Here are the "plot spectrums" generated by Audacity for each track from 0:00 to 2:04. From left to right: Spotify web, Spotify desktop, Spotify mobile, Tidal web, Tidal desktop, Tidal mobile, YouTube web, YouTube mobile.
fullspec_spotifx_WEB.pngfullspec_spotify_DESK.pngfullspec_spotify_XR.pngfullspec_tidak_WEB.pngfullspec_tidal_DESK.pngfullspec_tidal_XR.pngfullspec_youtube_WEB.pngfullspec_youtube_XR.png

If you open the pictures in separate tabs and tab back and forth, it becomes evident that Tidal desktop nearly matches YouTube web, while Tidal web nearly matches Tidal mobile and YouTube mobile. None of the Spotify sources appear to match anything. The frequency axis at the bottom of the plot does not change, despite its labels moving around.

For a second audio comparison, I put together a sixty second segment from 0:30 to 1:30 that seamlessly rotates between sources on each 0:10 mark. The order is Spotify desktop, Spotify mobile, Tidal desktop, Tidal mobile, YouTube web, YouTube mobile. The segment can be downloaded at https://files.catbox.moe/s7wf8p.wav. To me, the differences between sources are almost unnoticeable in this one.
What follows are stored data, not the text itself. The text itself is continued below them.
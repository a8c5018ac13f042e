//! # Rolegate RBAC
//!
//! Role-based access control for web applications: users hold roles, roles
//! hold permissions, and axum gates check both before a request is handled.
//!
//! ## Features
//!
//! - **Declarative configuration** of permissions and roles in TOML or JSON
//! - **Seed and sync** reconciliation of the stored tables against that configuration
//! - **Async-first design** using Tokio, with pluggable storage (in-memory, PostgreSQL)
//! - **axum middleware** gating routes on roles, permissions, or either
//!
//! ## Example
//!
//! ```rust
//! use rolegate_rbac::{InMemoryStore, PermissionEntry, Rbac, RbacConfig, RoleDefinition};
//!
//! #[tokio::main]
//! async fn main() -> Result<(), Box<dyn std::error::Error>> {
//!     let rbac = Rbac::new(InMemoryStore::new());
//!
//!     let config = RbacConfig::default()
//!         .with_permission(PermissionEntry::bare("read user"))
//!         .with_role(RoleDefinition::new("admin").with_permissions(["read user"]));
//!
//!     rbac.reconciler().seed_permissions(&config).await?;
//!     rbac.reconciler().seed_roles(&config).await?;
//!
//!     let alice = rbac.authorizer().user(1);
//!     alice.assign_role("admin").await?;
//!
//!     if alice.has_permission("read-user").await? {
//!         println!("Access granted!");
//!     }
//!
//!     Ok(())
//! }
//! ```

pub mod config;
pub mod derive;
pub mod error;
pub mod gate;
pub mod query;
pub mod reconcile;
pub mod registry;
pub mod store;
pub mod types;

// Re-export commonly used types
pub use config::{PermissionEntry, RbacConfig, RoleDefinition, RolePermissionRef, TableNames};
pub use error::{RbacError, Result};
pub use gate::{CurrentUser, Gate, GateError, GateKind};
pub use query::{Authorizer, UserAccess};
pub use reconcile::{
    PermissionSeedReport, PermissionSyncReport, Reconciler, RoleSeedReport, RoleSyncReport,
};
pub use registry::{PermissionRegistry, RoleRegistry};
pub use store::{InMemoryStore, RbacStore};
#[cfg(feature = "postgres")]
pub use store::PostgresStore;
pub use types::{Permission, PermissionId, Role, RoleId, UserId};

use std::sync::Arc;

/// Library version
pub const VERSION: &str = env!("CARGO_PKG_VERSION");

/// Bundles one store with the components built on it
#[derive(Clone)]
pub struct Rbac {
    store: Arc<dyn RbacStore>,
}

impl Rbac {
    pub fn new(store: impl RbacStore + 'static) -> Self {
        Self {
            store: Arc::new(store),
        }
    }

    pub fn from_arc(store: Arc<dyn RbacStore>) -> Self {
        Self { store }
    }

    pub fn store(&self) -> Arc<dyn RbacStore> {
        self.store.clone()
    }

    pub fn permissions(&self) -> PermissionRegistry {
        PermissionRegistry::new(self.store.clone())
    }

    pub fn roles(&self) -> RoleRegistry {
        RoleRegistry::new(self.store.clone())
    }

    pub fn authorizer(&self) -> Authorizer {
        Authorizer::new(self.store.clone())
    }

    pub fn reconciler(&self) -> Reconciler {
        Reconciler::new(self.store.clone())
    }
}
Ultimately, I hope this data is interesting, and that some of this forum's members understand the differences better.
 
Last edited by a moderator:
Mistakes were made. The Spotify track was the album release of Killa, while Tidal and YouTube were from the single. I repeated the comparison properly and the waveforms and frequency plots line up almost identically now!

waveform comparison.png
spotify_track_ep.pngtidal_desk_ep.png

Funny how any perceived differences between transparent sources disappear when analyzed properly.:p

One thing that remains to be explained is why Spotify's Vorbis and Tidal's AAC become misaligned as the track goes on, at a rate of about 140 samples or 6.3 ms per minute per channel (the AAC track is faster).
 
Just move on. Both tidal and spotify on 320kbps are indistinguishably the same. Audibly the same.